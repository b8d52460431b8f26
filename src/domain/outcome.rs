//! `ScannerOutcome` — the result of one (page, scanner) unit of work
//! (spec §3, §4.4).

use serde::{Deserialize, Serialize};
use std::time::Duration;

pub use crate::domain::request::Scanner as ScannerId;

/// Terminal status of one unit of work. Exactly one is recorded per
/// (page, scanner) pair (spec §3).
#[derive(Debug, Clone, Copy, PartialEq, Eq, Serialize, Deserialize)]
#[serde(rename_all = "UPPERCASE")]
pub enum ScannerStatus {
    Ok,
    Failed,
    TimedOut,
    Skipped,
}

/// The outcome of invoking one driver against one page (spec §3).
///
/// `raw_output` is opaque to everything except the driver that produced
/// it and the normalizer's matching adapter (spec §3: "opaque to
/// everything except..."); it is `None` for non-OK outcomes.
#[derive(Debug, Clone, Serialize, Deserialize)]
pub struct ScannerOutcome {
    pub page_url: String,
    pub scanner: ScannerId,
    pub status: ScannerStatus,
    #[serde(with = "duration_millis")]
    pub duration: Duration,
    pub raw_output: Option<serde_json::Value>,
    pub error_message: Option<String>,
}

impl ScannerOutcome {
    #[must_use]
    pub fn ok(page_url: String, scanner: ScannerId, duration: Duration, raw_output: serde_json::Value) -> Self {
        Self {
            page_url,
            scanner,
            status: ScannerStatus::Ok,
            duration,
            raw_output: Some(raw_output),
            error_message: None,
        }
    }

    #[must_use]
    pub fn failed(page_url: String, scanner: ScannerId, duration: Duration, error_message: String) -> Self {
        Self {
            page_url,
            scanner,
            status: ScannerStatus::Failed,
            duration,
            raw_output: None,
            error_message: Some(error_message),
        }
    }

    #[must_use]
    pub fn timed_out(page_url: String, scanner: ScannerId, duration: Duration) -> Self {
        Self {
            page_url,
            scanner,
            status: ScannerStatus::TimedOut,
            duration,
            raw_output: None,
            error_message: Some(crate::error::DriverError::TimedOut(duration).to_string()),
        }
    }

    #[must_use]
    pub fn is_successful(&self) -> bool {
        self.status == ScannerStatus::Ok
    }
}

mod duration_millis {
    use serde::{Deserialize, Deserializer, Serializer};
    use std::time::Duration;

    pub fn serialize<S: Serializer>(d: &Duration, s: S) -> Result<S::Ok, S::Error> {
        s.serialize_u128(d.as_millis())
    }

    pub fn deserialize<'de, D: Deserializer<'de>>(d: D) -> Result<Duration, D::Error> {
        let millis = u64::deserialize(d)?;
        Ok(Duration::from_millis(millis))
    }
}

==============================

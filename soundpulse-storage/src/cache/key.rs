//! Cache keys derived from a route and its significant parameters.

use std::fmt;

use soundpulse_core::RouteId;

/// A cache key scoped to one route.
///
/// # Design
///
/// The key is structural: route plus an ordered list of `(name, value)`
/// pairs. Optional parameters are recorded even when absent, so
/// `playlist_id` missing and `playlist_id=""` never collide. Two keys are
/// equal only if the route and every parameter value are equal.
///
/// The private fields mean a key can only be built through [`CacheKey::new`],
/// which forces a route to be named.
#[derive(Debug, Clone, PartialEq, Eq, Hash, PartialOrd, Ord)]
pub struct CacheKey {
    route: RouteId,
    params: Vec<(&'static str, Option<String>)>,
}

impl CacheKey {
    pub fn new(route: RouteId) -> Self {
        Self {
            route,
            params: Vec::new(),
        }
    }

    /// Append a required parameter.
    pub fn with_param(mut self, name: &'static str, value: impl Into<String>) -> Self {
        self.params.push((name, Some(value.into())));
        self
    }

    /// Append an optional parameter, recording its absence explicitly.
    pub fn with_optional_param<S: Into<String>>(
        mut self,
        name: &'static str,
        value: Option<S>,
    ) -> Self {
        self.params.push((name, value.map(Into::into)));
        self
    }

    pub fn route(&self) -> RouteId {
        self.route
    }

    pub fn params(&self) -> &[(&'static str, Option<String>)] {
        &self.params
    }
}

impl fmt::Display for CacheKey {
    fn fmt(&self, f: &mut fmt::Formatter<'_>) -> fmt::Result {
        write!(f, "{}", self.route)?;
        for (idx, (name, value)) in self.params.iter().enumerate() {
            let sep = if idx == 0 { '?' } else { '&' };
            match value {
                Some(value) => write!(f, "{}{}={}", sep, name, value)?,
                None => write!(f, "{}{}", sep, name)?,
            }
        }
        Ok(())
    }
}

==============================

ACTIVITY:
Across the data, find each line that has "ScannerId" in it and copy that line.

WORKED SOLUTION:
pub use crate::domain::request::Scanner as ScannerId;
    pub scanner: ScannerId,
    pub fn ok(page_url: String, scanner: ScannerId, duration: Duration, raw_output: serde_json::Value) -> Self {
    pub fn failed(page_url: String, scanner: ScannerId, duration: Duration, error_message: String) -> Self {
    pub fn timed_out(page_url: String, scanner: ScannerId, duration: Duration) -> Self {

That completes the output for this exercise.